Hello, bit of a bump. I forgot about this due to RL issues, sorry about that.
I have some ideas that might help
A) There should be a manager role, who is responsible for communication between the members, setting deadlines, etc.
B) Design and Coding elements should be seperated. Coming up with fun game mechanics and interesting levels is better suited for the Creative's jobs. Design role should become the Programmer role (comming up with pseudocode/techdemo's of systems in action, in particular demonstrating clean and efficient solutions).
C) Either the challenge should be broader (designing a game, rather than just a character) to justify the 6+ members, or the teams should be smaller (as having 3 artists and 2 designers working on one character is a bit difficult due to too much overlapping skillsets)

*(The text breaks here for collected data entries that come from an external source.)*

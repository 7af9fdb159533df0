use thiserror::Error;

#[derive(Debug, Clone, PartialEq, Error)]
pub enum PlaybackError {
    #[error("playback already running")]
    AlreadyPlaying,
    #[error("pass span of {seconds}s cannot be played")]
    EmptySpan { seconds: f64 },
}
use axum::{extract::State, response::IntoResponse};

use crate::web::server::AppState;

use super::templates::ViewTemplate;

pub async fn view(State(state): State<AppState>) -> impl IntoResponse {
    ViewTemplate {
        session: state.session.id().to_string(),
        refresh_ms: state.refresh_ms,
    }
}
use utoipa::OpenApi;

use super::api::error::ErrorResponse;
use super::api::playback::RetryResponse;
use super::api::view::StatusResponse;

#[derive(OpenApi)]
#[openapi(
    paths(
        super::api::view::status,
        super::api::view::view_svg,
        super::api::view::trajectory,
        super::api::view::path,
        super::api::view::select_pass,
        super::api::view::set_observer,
        super::api::playback::toggle,
        super::api::playback::reset,
        super::api::playback::retry,
        super::api::playback::close,
    ),
    components(
        schemas(
            StatusResponse,
            RetryResponse,
            ErrorResponse,
            crate::pass::PassRecord,
            crate::pass::PassSummary,
            crate::pass::PathSample,
            crate::pass::ObserverCoordinates,
            crate::playback::PlaybackState,
            crate::playback::PlaybackPhase,
            crate::scene::SceneStatus,
            crate::scene::SceneEvent,
            crate::trajectory::Trajectory,
            crate::trajectory::TrajectoryPoint,
            crate::geometry::Point3,
        )
    ),
    info(
        title = "Pass Viz API",
        description = "Animated satellite pass view: scene rendering, playback controls and status",
        version = "0.1.0"
    ),
    tags(
        (name = "view", description = "Pass selection, rendering and status"),
        (name = "playback", description = "Playback controls")
    )
)]
pub struct ApiDoc;
use std::sync::Arc;

use super::generator::TrajectoryGenerator;
use super::types::Trajectory;
use crate::pass::{PassError, PassKey, PassRecord};

pub type TrajectoryResult = Result<Arc<Trajectory>, PassError>;

/// Single-entry memo of the last generated trajectory.
///
/// Regenerates only when the pass identity changes, so repeated lookups for
/// the same pass hand out the same shared trajectory.
#[derive(Debug)]
pub struct TrajectoryCache {
    generator: TrajectoryGenerator,
    entry: Option<(PassKey, TrajectoryResult)>,
    generations: usize,
}

impl TrajectoryCache {
    pub fn new(generator: TrajectoryGenerator) -> Self {
        Self {
            generator,
            entry: None,
            generations: 0,
        }
    }

    /// Number of times a trajectory has actually been computed.
    pub fn generations(&self) -> usize {
        self.generations
    }

    pub fn get_or_generate(&mut self, pass: &PassRecord) -> TrajectoryResult {
        let key = pass.key();
        if let Some((cached_key, result)) = &self.entry {
            if *cached_key == key {
                return result.clone();
            }
        }

        let result = self.generator.generate(pass).map(Arc::new);
        self.generations += 1;
        if let Err(e) = &result {
            log::warn!("Pass rejected, no trajectory generated: {}", e);
        }
        self.entry = Some((key, result.clone()));
        result
    }
}

#[cfg(test)]
mod tests {
    use super::*;
    use crate::pass::reference_pass;

    #[test]
    fn test_same_pass_is_not_recomputed() {
        let mut cache = TrajectoryCache::new(TrajectoryGenerator::default());
        let pass = reference_pass();

        let first = cache.get_or_generate(&pass).unwrap();
        let second = cache.get_or_generate(&pass).unwrap();
        let copy = cache.get_or_generate(&pass.clone()).unwrap();

        assert_eq!(cache.generations(), 1);
        assert!(Arc::ptr_eq(&first, &second));
        assert!(Arc::ptr_eq(&first, &copy));
    }

    #[test]
    fn test_new_pass_regenerates() {
        let mut cache = TrajectoryCache::new(TrajectoryGenerator::default());
        let pass = reference_pass();
        let mut other = reference_pass();
        other.max_elevation = 60.0;

        let first = cache.get_or_generate(&pass).unwrap();
        let second = cache.get_or_generate(&other).unwrap();
        assert_eq!(cache.generations(), 2);
        assert!(!Arc::ptr_eq(&first, &second));

        cache.get_or_generate(&pass).unwrap();
        assert_eq!(cache.generations(), 3);
    }

    #[test]
    fn test_rejection_is_memoized() {
        let mut cache = TrajectoryCache::new(TrajectoryGenerator::default());
        let mut pass = reference_pass();
        pass.end_time = pass.start_time;

        assert!(cache.get_or_generate(&pass).is_err());
        assert!(cache.get_or_generate(&pass).is_err());
        assert_eq!(cache.generations(), 1);
    }

    #[test]
    fn test_deterministic_output() {
        let a = TrajectoryGenerator::default().generate(&reference_pass()).unwrap();
        let b = TrajectoryGenerator::default().generate(&reference_pass()).unwrap();
        assert_eq!(a, b);
    }
}
pub mod api;
pub mod api_doc;
pub mod server;
pub mod session;
pub mod ui;

pub use server::run_server;
pub use session::{Session, SessionError, SessionHandle};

1) Broader challenges should have in the team:
a) exactly one Manager
b) exactly one Designer
c) any number from the other roles, but at least one from each. For example, two artists could each draw a protagonist and an enemy seperately.

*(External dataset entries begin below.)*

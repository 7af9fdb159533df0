use std::f64::consts::TAU;

use askama::Template;

use super::composition::SceneFrame;
use super::error::VisualizationError;
use crate::geometry::Point3;

pub const DEFAULT_CAMERA: Point3 = Point3::new(3.0, 3.0, 3.0);
const RING_RADIUS: f64 = 1.01;
const RING_SEGMENTS: usize = 100;
/// Visible half-extent of the scene in world units.
const VIEW_EXTENT: f64 = 1.35;

/// Turns a [`SceneFrame`] into some drawable output.
pub trait SceneRenderer {
    type Output;

    fn render(&self, frame: &SceneFrame<'_>) -> Result<Self::Output, VisualizationError>;
}

/// Orthographic view of the scene, looking from `camera` at the origin.
#[derive(Debug, Clone, Copy, PartialEq)]
pub struct SvgRenderer {
    pub width: u32,
    pub height: u32,
    pub camera: Point3,
}

impl Default for SvgRenderer {
    fn default() -> Self {
        Self {
            width: 640,
            height: 640,
            camera: DEFAULT_CAMERA,
        }
    }
}

impl SvgRenderer {
    pub fn new(width: u32, height: u32) -> Self {
        Self {
            width,
            height,
            ..Self::default()
        }
    }

    fn view(&self, globe_radius: f64) -> Result<View, VisualizationError> {
        if self.width == 0 || self.height == 0 {
            return Err(VisualizationError::Render(format!(
                "viewport {}x{} has no area",
                self.width, self.height
            )));
        }
        let forward = Point3::new(-self.camera.x, -self.camera.y, -self.camera.z)
            .normalized()
            .ok_or_else(|| VisualizationError::Render("camera sits at the origin".into()))?;
        let right = forward
            .cross(&Point3::new(0.0, 1.0, 0.0))
            .normalized()
            .ok_or_else(|| VisualizationError::Render("camera looks straight along y".into()))?;
        let up = right.cross(&forward);

        let (w, h) = (self.width as f64, self.height as f64);
        Ok(View {
            forward,
            right,
            up,
            cx: w / 2.0,
            cy: h / 2.0,
            scale: w.min(h) / 2.0 / VIEW_EXTENT,
            globe_radius,
        })
    }
}

struct View {
    forward: Point3,
    right: Point3,
    up: Point3,
    cx: f64,
    cy: f64,
    scale: f64,
    globe_radius: f64,
}

struct Projected {
    x: f64,
    y: f64,
    hidden: bool,
}

impl View {
    fn project(&self, p: &Point3) -> Projected {
        let u = p.dot(&self.right);
        let v = p.dot(&self.up);
        let depth = -p.dot(&self.forward);
        // behind the globe's silhouette
        let hidden = depth < 0.0 && u * u + v * v < self.globe_radius * self.globe_radius;
        Projected {
            x: self.cx + self.scale * u,
            y: self.cy - self.scale * v,
            hidden,
        }
    }

    /// Visible runs of a polyline, each as an SVG `points` attribute.
    fn polylines<'a>(&self, points: impl IntoIterator<Item = &'a Point3>) -> Vec<String> {
        let mut runs = Vec::new();
        let mut current: Vec<String> = Vec::new();
        for p in points {
            let projected = self.project(p);
            if projected.hidden {
                if current.len() > 1 {
                    runs.push(current.join(" "));
                }
                current.clear();
            } else {
                current.push(format!("{:.2},{:.2}", projected.x, projected.y));
            }
        }
        if current.len() > 1 {
            runs.push(current.join(" "));
        }
        runs
    }

    fn marker(&self, p: &Point3) -> Option<Marker> {
        let projected = self.project(p);
        (!projected.hidden).then(|| Marker {
            x: format!("{:.2}", projected.x),
            y: format!("{:.2}", projected.y),
        })
    }
}

struct Marker {
    x: String,
    y: String,
}

#[derive(Template)]
#[template(path = "scene.svg")]
struct SceneSvg {
    width: u32,
    height: u32,
    cx: String,
    cy: String,
    globe_r: String,
    rings: Vec<String>,
    path: Vec<String>,
    observer: Option<Marker>,
    satellite: Option<Marker>,
    has_data: bool,
}

fn ring(axis: fn(f64) -> Point3) -> Vec<Point3> {
    (0..=RING_SEGMENTS)
        .map(|i| axis(TAU * i as f64 / RING_SEGMENTS as f64))
        .collect()
}

impl SceneRenderer for SvgRenderer {
    type Output = String;

    fn render(&self, frame: &SceneFrame<'_>) -> Result<String, VisualizationError> {
        let view = self.view(frame.globe_radius)?;

        let equator = ring(|a| Point3::new(RING_RADIUS * a.cos(), 0.0, RING_RADIUS * a.sin()));
        let meridian = ring(|a| Point3::new(RING_RADIUS * a.cos(), RING_RADIUS * a.sin(), 0.0));
        let mut rings = view.polylines(&equator);
        rings.extend(view.polylines(&meridian));

        let template = SceneSvg {
            width: self.width,
            height: self.height,
            cx: format!("{:.2}", view.cx),
            cy: format!("{:.2}", view.cy),
            globe_r: format!("{:.2}", view.scale * frame.globe_radius),
            rings,
            path: view.polylines(frame.path.iter().map(|p| &p.position)),
            observer: view.marker(&frame.observer),
            satellite: frame.satellite.as_ref().and_then(|s| view.marker(s)),
            has_data: frame.has_data,
        };
        template
            .render()
            .map_err(|e| VisualizationError::Render(e.to_string()))
    }
}

#[cfg(test)]
mod tests {
    use super::*;
    use crate::geometry::spherical_to_cartesian;
    use crate::trajectory::TrajectoryPoint;

    fn point(index: usize, position: Point3) -> TrajectoryPoint {
        TrajectoryPoint {
            index,
            t: index as f64,
            azimuth_deg: 0.0,
            elevation_deg: 0.0,
            position,
        }
    }

    fn frame(path: &[TrajectoryPoint]) -> SceneFrame<'_> {
        SceneFrame {
            globe_radius: 1.0,
            observer: spherical_to_cartesian(0.0, 0.0, 1.01),
            path,
            satellite: path.first().map(|p| p.position),
            has_data: !path.is_empty(),
        }
    }

    #[test]
    fn test_render_contains_layers() {
        let path = vec![
            point(0, Point3::new(1.2, 0.0, 0.0)),
            point(1, Point3::new(0.8, 0.8, 0.4)),
            point(2, Point3::new(0.0, 1.2, 0.0)),
        ];
        let svg = SvgRenderer::default().render(&frame(&path)).unwrap();
        assert!(svg.starts_with("<svg"));
        assert!(svg.contains(r#"class="globe""#));
        assert!(svg.contains(r#"class="path""#));
        assert!(svg.contains(r#"class="satellite""#));
        assert!(svg.contains(r#"class="observer""#));
        assert!(!svg.contains("No pass data"));
    }

    #[test]
    fn test_empty_frame_shows_placeholder() {
        let svg = SvgRenderer::default().render(&frame(&[])).unwrap();
        assert!(svg.contains("No pass data"));
        assert!(!svg.contains(r#"class="path""#));
        assert!(!svg.contains(r#"class="satellite""#));
    }

    #[test]
    fn test_far_side_is_hidden() {
        let view = SvgRenderer::default().view(1.0).unwrap();
        assert!(!view.project(&Point3::new(1.0, 1.0, 1.0)).hidden);
        assert!(view.project(&Point3::new(-0.5, -0.5, -0.5)).hidden);
        // outside the silhouette even though it is behind
        assert!(!view.project(&Point3::new(-2.0, -1.0, 2.0)).hidden);
    }

    #[test]
    fn test_hidden_points_split_runs() {
        let view = SvgRenderer::default().view(1.0).unwrap();
        let points = [
            Point3::new(1.0, 1.0, 1.0),
            Point3::new(1.1, 1.0, 1.0),
            Point3::new(-0.5, -0.5, -0.5),
            Point3::new(1.0, 1.1, 1.0),
            Point3::new(1.0, 1.0, 1.1),
        ];
        assert_eq!(view.polylines(&points).len(), 2);
    }

    #[test]
    fn test_origin_projects_to_center() {
        let view = SvgRenderer::new(400, 200).view(1.0).unwrap();
        let p = view.project(&Point3::new(0.0, 0.0, 0.0));
        assert!((p.x - 200.0).abs() < 1e-9);
        assert!((p.y - 100.0).abs() < 1e-9);
    }

    #[test]
    fn test_zero_viewport_is_an_error() {
        let result = SvgRenderer::new(0, 480).render(&frame(&[]));
        assert!(matches!(result, Err(VisualizationError::Render(_))));
    }
}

2) Smaller teams (doing the smaller challenges) should have
a) exactly one manager
b) exactly one designer
c) exactly one artist
d) exactly one programmer
D) There needs to be some official channel of communiation, e.g. this thread, or some IRC chat, that the team uses.
A general approach to doing a challenge could consist of (managers make sure that whatever chosen plan is followed):
1) Creatives comming up with a basic theme and genre.
2) Creatives write down some keypoints for artists (style, necessary assets ("Plumber Protagonist sprite", "sprite for an evil turtle that trows hammers", "throwing animation for evil turtle" etc)), enough to let the artists commence work.
3) Creatives come up with some specifics on game mechanics. Given the short ammount of time, the design should focus on some novelty, e.g. player presses spacebar to a rythem to shoot laser beams, or something. 2 and 3 happen in parralel, and with input from the artists (what they can and can't draw) and programmers (what they can and can't program).
4) Artists and programmers do their thing. Programmers need to be sure to inform artists of any technical limitations (POT textures, alpha channels etc).
5) Creatives work more on the backstory and refinement (ideally not so much as to render previous work done in 2 and 3 obsolete).
6) Manager collects assets and assembles them into some presentable format (doesn't have to be elaborate, just a forum post would be enough).